Measure the Speed of Light with Chocloate and a Microwave

The Speed of Light

Now anyone can measure this speed - with chocolate and a microwave oven!

The only equipment you need for this experiment is a microwave, a ruler and chocolate, cheese or any other food that melts. Remove the turntable from the microwave and replace with chocolate on a plate (so the plate does not rotate), and heat until it just starts to melt - about 20 seconds, depending on the power of the oven. There will be some melted hot spots and some cold solid spots in the chocolate. The distance between the hot spots is half the wavelength of the microwaves, and the frequency of the microwaves will often be printed on the back of the oven. The speed of light is equal to the wavelength multiplied by the frequency of an electromagnetic wave (microwaves and visible light are both examples of electromagnetic waves). So from this simple experiment, and some easy math, you can work out the speed of light from Milky Way Magic Stars®!

How it works:

When you turn on your microwave oven, electrical circuits inside start generating microwaves – electromagnetic waves with frequencies (which we'll call "f" later) around 2.5 gigahertz – 2500000000 Hz. These waves bounce back and forth between the walls of the oven, the size of which is chosen so that the peaks and troughs of the reflected waves line up with the incoming waves and form a “standing wave”.
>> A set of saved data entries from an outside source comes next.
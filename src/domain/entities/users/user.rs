//! User Entity Implementation
//!
//! 위치 기반 매칭 서비스의 사용자 레코드입니다.
//! 자격 증명, 프로필 속성, 관심사 목록, 위치를 하나의 집합체로 보관합니다.
//!
//! 자격 증명 필드(`password_hash`, `token`)와 관심사 목록은 크레이트 내부의
//! 서비스를 통해서만 변경됩니다. 외부 공개용 직렬화는
//! [`UserResponse`](crate::domain::dto::users::response::UserResponse)를 사용합니다.

use std::collections::HashSet;
use chrono::NaiveDate;
use mongodb::bson::{oid::ObjectId, DateTime};
use serde::{Deserialize, Serialize};
use crate::domain::entities::users::location::GeoPoint;
use crate::errors::{AppError, AppResult};
use crate::utils::string_utils::is_normalized_email;

/// 사용자당 최대 관심사 개수
pub const MAX_INTERESTS: usize = 5;

/// 사용자 엔티티
#[derive(Debug, Clone, Serialize, Deserialize)]
pub struct User {
    /// 생성 시 할당되는 고유 ID (불변)
    #[serde(rename = "_id")]
    pub id: ObjectId,
    /// 사용자 이메일 (unique, 소문자/trim 정규화)
    pub email: String,
    /// bcrypt 해시된 비밀번호
    pub(crate) password_hash: String,
    /// 가장 최근 발급된 인증 토큰
    #[serde(default, skip_serializing_if = "Option::is_none")]
    pub(crate) token: Option<String>,
    #[serde(default, skip_serializing_if = "Option::is_none")]
    pub name: Option<String>,
    #[serde(default, skip_serializing_if = "Option::is_none")]
    pub bio: Option<String>,
    /// 생년월일 (`YYYY-MM-DD` 문자열로 저장되어 사전순 비교가 날짜순과 일치)
    #[serde(default, skip_serializing_if = "Option::is_none")]
    pub birthdate: Option<NaiveDate>,
    /// GeoJSON 위치 (2dsphere 인덱스 대상)
    #[serde(default, skip_serializing_if = "Option::is_none")]
    pub location: Option<GeoPoint>,
    /// 마지막 활동 시간
    pub last_activity: DateTime,
    /// 관심사 ID 목록 (중복 없음, 최대 5개, 삽입 순서 유지)
    #[serde(default)]
    pub(crate) interests: Vec<String>,
    /// 이미지 ID 목록
    #[serde(default)]
    pub images: Vec<String>,
    #[serde(default)]
    pub is_admin: bool,
    /// 생성 시간 (불변)
    pub created_at: DateTime,
}

impl User {
    /// 새 사용자 생성
    ///
    /// 이메일은 호출 전에 정규화되어 있어야 하고, 비밀번호는 이미 해시된 값이어야 합니다.
    pub fn new(email: String, password_hash: String) -> Self {
        let now = DateTime::now();

        Self {
            id: ObjectId::new(),
            email,
            password_hash,
            token: None,
            name: None,
            bio: None,
            birthdate: None,
            location: None,
            last_activity: now,
            interests: Vec::new(),
            images: Vec::new(),
            is_admin: false,
            created_at: now,
        }
    }

    /// ID 문자열로 변환
    pub fn id_string(&self) -> String {
        self.id.to_hex()
    }

    pub fn password_hash(&self) -> &str {
        &self.password_hash
    }

    pub fn token(&self) -> Option<&str> {
        self.token.as_deref()
    }

    pub fn interests(&self) -> &[String] {
        &self.interests
    }

    pub fn has_interest(&self, interest_id: &str) -> bool {
        self.interests.iter().any(|i| i == interest_id)
    }

    /// 위치 설정
    ///
    /// 좌표를 먼저 검증하므로 실패 시 레코드는 변경되지 않습니다.
    /// `None`이면 위치를 제거합니다.
    pub fn set_location(&mut self, coordinates: Option<Vec<f64>>) -> AppResult<()> {
        self.location = match coordinates {
            Some(coordinates) => Some(GeoPoint::new(coordinates)?),
            None => None,
        };
        Ok(())
    }

    /// 관심사 추가
    ///
    /// 중복 검사가 개수 검사보다 먼저 수행됩니다. 실패 시 목록은 변경되지 않습니다.
    pub(crate) fn add_interest(&mut self, interest_id: &str) -> AppResult<()> {
        if self.has_interest(interest_id) {
            return Err(AppError::DuplicateInterest(interest_id.to_string()));
        }
        if self.interests.len() >= MAX_INTERESTS {
            return Err(AppError::InterestLimitExceeded { limit: MAX_INTERESTS });
        }
        self.interests.push(interest_id.to_string());
        Ok(())
    }

    /// 값이 같은 관심사를 모두 제거합니다. 없으면 아무 일도 일어나지 않습니다.
    pub(crate) fn remove_interest(&mut self, interest_id: &str) {
        self.interests.retain(|i| i != interest_id);
    }

    /// 영속화 직전 불변식 검사
    ///
    /// 1. 이메일 정규화 여부
    /// 2. 비밀번호 해시 존재
    /// 3. 좌표 범위
    /// 4. 관심사 중복/개수
    pub fn validate(&self) -> AppResult<()> {
        if !is_normalized_email(&self.email) {
            return Err(AppError::ValidationError(
                "이메일은 소문자로 정규화되어야 합니다".to_string(),
            ));
        }

        if self.password_hash.is_empty() {
            return Err(AppError::ValidationError("비밀번호 해시가 없습니다".to_string()));
        }

        if let Some(location) = &self.location {
            location.validate()?;
        }

        if self.interests.len() > MAX_INTERESTS {
            return Err(AppError::InterestLimitExceeded { limit: MAX_INTERESTS });
        }

        let mut seen = HashSet::with_capacity(self.interests.len());
        if let Some(dup) = self.interests.iter().find(|i| !seen.insert(i.as_str())) {
            return Err(AppError::DuplicateInterest(dup.clone()));
        }

        Ok(())
    }
}

#[cfg(test)]
mod tests {
    use super::*;
    use crate::domain::entities::users::location::GeoJsonType;

    fn sample_user() -> User {
        User::new("alice@example.com".to_string(), "$2b$04$hash".to_string())
    }

    #[test]
    fn test_new_user_defaults() {
        let user = sample_user();

        assert!(!user.is_admin);
        assert!(user.token().is_none());
        assert!(user.interests().is_empty());
        assert_eq!(user.last_activity, user.created_at);
        assert!(user.validate().is_ok());
    }

    #[test]
    fn test_add_interest_preserves_order() {
        let mut user = sample_user();
        user.add_interest("b").unwrap();
        user.add_interest("a").unwrap();

        assert_eq!(user.interests(), ["b", "a"]);
    }

    #[test]
    fn test_add_interest_duplicate_leaves_list_unchanged() {
        let mut user = sample_user();
        user.add_interest("a").unwrap();

        let err = user.add_interest("a").unwrap_err();
        assert!(matches!(err, AppError::DuplicateInterest(id) if id == "a"));
        assert_eq!(user.interests(), ["a"]);
    }

    #[test]
    fn test_add_interest_over_limit_leaves_list_unchanged() {
        let mut user = sample_user();
        for id in ["1", "2", "3", "4", "5"] {
            user.add_interest(id).unwrap();
        }

        let err = user.add_interest("6").unwrap_err();
        assert!(matches!(err, AppError::InterestLimitExceeded { limit: 5 }));
        assert_eq!(user.interests(), ["1", "2", "3", "4", "5"]);
    }

    #[test]
    fn test_add_existing_interest_on_full_list_is_duplicate() {
        let mut user = sample_user();
        for id in ["1", "2", "3", "4", "5"] {
            user.add_interest(id).unwrap();
        }

        assert!(matches!(user.add_interest("3"), Err(AppError::DuplicateInterest(_))));
    }

    #[test]
    fn test_remove_missing_interest_is_noop() {
        let mut user = sample_user();
        user.add_interest("a").unwrap();
        user.remove_interest("zzz");

        assert_eq!(user.interests(), ["a"]);
    }

    #[test]
    fn test_set_location_failure_keeps_previous_value() {
        let mut user = sample_user();
        user.set_location(Some(vec![2.35, 48.85])).unwrap();

        assert!(user.set_location(Some(vec![200.0, 10.0])).is_err());
        assert_eq!(user.location.as_ref().unwrap().coordinates, vec![2.35, 48.85]);
    }

    #[test]
    fn test_validate_rejects_bad_state() {
        let mut user = sample_user();
        user.email = "Alice@Example.com".to_string();
        assert!(matches!(user.validate(), Err(AppError::ValidationError(_))));

        let mut user = sample_user();
        user.interests = vec!["a".into(), "a".into()];
        assert!(matches!(user.validate(), Err(AppError::DuplicateInterest(_))));

        let mut user = sample_user();
        user.location = Some(GeoPoint { kind: GeoJsonType::Point, coordinates: vec![0.0, 95.0] });
        assert!(matches!(user.validate(), Err(AppError::ValidationError(_))));
    }

    #[test]
    fn test_bson_layout_uses_underscore_id() {
        let user = sample_user();
        let doc = mongodb::bson::to_document(&user).unwrap();

        assert!(doc.contains_key("_id"));
        assert!(doc.contains_key("password_hash"));
        assert!(!doc.contains_key("token"));
        assert!(!doc.contains_key("location"));
    }
}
If you pluck a guitar string, you’ll set it vibrating. Usually, you will excite the “first harmonic” – a standing wave that has the string stationary at the bridge and the fret, and vibrating back and forth in the center. With effort, you might be able to excite the second harmonic (try plucking the string in opposite directions ¼ of the way in from either end), then you’ll see the string vibrating back and forth, with the center stationary. This pattern has three nodes or points with no displacement away from rest (there’s a useful mnemonic - a NODe has NO Displacement): the ends and the center, and two anti-nodes: ¼ and ¾ of the way along its length. There are infinitely many modes, one for each positive integer, with more and more nodes between the fret and the bridge.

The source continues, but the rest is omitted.